GIVEN ENTRIES section start
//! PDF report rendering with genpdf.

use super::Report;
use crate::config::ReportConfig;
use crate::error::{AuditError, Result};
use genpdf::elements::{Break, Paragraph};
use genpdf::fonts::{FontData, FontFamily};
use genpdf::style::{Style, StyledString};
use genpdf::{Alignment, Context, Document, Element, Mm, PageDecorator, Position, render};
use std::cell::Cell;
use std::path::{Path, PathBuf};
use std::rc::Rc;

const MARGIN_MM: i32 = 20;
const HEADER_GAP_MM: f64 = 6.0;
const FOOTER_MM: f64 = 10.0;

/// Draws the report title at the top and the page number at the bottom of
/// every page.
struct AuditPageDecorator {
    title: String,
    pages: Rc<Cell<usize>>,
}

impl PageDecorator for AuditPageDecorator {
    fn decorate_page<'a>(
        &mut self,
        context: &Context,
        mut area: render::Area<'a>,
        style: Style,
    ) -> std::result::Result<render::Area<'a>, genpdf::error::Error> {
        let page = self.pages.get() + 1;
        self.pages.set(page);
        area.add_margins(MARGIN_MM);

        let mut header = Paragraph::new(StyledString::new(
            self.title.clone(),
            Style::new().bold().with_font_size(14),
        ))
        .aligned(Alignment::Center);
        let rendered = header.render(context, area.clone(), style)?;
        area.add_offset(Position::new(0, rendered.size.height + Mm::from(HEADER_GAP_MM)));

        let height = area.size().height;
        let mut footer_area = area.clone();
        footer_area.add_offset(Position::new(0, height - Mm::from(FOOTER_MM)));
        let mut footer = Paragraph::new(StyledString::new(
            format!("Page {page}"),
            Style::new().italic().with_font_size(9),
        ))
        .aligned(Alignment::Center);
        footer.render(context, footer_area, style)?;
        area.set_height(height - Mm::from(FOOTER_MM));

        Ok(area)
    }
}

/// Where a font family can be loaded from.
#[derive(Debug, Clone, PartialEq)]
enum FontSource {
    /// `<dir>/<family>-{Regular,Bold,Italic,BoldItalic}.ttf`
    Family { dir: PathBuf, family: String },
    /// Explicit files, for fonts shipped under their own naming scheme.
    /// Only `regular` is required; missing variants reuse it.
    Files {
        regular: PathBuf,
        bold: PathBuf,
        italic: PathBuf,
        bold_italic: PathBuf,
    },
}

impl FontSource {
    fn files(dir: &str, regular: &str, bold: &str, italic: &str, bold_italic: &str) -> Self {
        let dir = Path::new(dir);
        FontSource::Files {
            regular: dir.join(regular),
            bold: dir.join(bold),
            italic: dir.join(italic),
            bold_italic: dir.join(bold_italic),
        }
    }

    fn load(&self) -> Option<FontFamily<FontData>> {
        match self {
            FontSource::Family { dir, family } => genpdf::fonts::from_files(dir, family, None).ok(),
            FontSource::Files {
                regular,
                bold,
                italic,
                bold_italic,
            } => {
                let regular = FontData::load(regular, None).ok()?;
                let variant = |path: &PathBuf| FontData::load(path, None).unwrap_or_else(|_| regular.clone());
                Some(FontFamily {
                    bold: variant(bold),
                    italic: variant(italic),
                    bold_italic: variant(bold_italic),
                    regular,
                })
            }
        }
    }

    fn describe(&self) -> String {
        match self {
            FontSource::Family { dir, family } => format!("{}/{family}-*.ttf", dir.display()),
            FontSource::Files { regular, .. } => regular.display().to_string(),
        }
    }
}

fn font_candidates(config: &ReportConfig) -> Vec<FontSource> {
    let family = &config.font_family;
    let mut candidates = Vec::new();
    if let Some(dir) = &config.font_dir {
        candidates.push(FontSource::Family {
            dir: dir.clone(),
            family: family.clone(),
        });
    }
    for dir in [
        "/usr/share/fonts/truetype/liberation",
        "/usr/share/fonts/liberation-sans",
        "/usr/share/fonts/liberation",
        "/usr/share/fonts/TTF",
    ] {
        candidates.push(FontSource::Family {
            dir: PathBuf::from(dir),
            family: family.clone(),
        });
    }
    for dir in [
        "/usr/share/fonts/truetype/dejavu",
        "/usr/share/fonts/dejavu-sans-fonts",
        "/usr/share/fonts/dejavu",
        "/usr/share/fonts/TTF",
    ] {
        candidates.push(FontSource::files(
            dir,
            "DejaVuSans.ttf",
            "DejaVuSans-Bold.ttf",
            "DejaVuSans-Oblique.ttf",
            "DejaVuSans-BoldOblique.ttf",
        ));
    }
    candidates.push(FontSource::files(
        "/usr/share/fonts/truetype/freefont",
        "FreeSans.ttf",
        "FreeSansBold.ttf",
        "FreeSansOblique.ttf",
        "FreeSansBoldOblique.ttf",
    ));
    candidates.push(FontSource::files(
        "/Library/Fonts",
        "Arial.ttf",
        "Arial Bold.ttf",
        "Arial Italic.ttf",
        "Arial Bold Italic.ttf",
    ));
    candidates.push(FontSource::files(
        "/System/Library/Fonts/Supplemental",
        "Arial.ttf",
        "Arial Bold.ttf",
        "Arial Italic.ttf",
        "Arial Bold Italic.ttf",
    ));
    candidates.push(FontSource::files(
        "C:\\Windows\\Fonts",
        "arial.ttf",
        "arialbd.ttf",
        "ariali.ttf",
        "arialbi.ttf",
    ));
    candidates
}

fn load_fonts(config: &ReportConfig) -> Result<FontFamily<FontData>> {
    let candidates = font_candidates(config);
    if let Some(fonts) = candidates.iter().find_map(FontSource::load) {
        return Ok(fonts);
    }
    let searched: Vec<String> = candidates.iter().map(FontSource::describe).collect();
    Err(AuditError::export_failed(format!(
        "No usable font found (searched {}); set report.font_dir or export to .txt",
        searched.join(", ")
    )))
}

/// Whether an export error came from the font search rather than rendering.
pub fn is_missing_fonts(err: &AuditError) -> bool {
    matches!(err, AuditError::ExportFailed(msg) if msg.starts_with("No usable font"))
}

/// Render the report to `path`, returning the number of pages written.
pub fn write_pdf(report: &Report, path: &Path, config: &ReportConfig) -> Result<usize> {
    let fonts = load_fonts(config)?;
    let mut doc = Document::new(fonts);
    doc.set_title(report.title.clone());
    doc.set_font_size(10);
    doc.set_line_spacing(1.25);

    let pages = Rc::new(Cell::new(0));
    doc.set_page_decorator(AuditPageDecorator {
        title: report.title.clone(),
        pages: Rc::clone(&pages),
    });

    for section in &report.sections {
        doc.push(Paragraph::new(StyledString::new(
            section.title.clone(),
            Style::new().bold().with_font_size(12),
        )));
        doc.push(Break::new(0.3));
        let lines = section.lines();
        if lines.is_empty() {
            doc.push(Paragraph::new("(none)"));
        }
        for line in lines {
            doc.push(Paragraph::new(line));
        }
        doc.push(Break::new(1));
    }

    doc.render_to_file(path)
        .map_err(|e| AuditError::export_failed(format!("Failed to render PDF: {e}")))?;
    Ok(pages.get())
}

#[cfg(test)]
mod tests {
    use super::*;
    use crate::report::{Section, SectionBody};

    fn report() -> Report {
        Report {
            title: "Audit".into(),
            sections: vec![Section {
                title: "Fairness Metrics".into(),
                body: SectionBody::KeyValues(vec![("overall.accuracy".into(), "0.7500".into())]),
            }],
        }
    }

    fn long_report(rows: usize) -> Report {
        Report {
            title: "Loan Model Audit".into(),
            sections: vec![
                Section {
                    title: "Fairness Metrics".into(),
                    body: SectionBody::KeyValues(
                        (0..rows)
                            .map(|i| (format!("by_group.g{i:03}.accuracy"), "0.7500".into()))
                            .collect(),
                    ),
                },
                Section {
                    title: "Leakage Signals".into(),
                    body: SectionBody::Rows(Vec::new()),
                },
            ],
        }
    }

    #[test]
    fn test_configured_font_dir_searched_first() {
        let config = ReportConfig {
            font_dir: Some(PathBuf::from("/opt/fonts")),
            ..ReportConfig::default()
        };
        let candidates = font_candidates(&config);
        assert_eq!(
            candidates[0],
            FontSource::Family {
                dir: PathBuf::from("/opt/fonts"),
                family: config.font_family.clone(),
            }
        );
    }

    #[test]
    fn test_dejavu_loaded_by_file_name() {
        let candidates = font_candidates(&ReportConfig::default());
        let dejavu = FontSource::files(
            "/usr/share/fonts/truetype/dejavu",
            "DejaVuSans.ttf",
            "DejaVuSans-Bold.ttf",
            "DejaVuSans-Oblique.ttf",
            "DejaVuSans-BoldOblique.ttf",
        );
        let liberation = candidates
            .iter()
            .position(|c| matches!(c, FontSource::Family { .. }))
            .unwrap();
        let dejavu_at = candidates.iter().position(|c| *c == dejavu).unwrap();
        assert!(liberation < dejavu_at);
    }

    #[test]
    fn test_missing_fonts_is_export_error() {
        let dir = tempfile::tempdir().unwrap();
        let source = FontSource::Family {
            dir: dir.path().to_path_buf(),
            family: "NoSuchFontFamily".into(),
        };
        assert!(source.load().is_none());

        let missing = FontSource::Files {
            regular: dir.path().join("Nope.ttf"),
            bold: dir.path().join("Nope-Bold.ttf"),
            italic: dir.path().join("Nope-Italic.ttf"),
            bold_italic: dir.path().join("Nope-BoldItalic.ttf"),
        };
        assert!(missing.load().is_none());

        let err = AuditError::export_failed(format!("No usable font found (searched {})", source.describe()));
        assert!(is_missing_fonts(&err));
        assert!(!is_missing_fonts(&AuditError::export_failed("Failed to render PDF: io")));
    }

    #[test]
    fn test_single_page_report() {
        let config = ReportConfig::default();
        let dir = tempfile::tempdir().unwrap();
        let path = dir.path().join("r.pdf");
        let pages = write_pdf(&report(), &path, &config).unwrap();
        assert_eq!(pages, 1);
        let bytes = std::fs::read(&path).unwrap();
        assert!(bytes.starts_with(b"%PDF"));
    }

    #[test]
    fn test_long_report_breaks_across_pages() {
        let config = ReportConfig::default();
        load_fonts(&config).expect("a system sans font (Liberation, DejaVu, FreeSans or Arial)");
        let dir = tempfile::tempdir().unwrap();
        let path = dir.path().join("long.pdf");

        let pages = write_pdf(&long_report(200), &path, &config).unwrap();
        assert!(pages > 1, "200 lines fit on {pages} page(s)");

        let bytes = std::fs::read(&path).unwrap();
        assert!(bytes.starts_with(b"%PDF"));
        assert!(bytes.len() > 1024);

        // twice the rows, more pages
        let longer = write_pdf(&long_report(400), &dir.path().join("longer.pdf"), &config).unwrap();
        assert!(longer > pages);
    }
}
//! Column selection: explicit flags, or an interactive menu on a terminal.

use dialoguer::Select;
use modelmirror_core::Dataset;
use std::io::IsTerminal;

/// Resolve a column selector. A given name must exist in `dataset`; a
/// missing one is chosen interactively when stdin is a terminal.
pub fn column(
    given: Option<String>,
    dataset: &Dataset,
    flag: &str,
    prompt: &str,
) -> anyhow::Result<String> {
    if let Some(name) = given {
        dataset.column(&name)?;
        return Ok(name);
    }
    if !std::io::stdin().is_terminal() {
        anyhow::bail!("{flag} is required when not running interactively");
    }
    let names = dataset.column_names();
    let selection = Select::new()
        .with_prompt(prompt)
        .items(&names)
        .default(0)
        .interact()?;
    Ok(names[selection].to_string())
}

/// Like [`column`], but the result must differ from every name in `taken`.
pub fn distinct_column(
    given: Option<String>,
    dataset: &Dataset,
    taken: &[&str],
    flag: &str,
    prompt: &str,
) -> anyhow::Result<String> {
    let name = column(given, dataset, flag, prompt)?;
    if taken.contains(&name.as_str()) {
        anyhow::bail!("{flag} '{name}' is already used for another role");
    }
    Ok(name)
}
GIVEN ENTRIES section end
GIVEN ENTRIES section start
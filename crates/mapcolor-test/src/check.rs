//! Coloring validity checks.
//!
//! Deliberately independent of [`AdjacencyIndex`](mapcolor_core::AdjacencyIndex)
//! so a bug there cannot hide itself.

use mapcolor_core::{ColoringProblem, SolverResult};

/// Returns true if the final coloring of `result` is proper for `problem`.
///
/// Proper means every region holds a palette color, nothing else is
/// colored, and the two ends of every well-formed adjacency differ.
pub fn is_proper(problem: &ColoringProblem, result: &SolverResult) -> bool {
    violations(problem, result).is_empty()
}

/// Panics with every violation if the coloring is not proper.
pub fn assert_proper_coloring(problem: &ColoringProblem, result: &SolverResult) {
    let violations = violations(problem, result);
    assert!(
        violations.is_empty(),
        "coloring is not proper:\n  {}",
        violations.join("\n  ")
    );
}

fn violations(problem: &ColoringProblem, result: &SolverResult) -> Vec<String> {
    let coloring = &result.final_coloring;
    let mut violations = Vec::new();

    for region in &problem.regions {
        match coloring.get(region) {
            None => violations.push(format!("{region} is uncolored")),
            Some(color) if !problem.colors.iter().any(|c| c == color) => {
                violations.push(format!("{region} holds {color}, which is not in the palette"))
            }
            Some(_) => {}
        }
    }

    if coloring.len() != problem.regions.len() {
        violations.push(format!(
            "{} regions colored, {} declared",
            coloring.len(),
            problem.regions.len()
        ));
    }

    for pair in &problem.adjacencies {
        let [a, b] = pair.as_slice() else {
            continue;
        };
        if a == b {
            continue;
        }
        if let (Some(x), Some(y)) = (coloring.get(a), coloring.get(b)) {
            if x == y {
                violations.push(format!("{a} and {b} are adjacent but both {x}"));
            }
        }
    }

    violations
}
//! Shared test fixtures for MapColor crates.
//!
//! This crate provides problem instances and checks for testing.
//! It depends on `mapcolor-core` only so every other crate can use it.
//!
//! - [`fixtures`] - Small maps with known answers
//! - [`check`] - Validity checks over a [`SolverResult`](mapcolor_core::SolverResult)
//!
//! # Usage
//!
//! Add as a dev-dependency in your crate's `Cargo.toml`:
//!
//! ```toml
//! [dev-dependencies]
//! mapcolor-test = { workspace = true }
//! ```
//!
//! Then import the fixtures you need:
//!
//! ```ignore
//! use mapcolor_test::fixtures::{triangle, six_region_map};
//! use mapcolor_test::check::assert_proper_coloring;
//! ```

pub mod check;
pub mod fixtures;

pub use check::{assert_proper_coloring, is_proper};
GIVEN ENTRIES section end
> REQUIRED WORK
If a line of the data contains the word "crates", it counts toward the total; state that total alone.

> TASK SOLUTION
2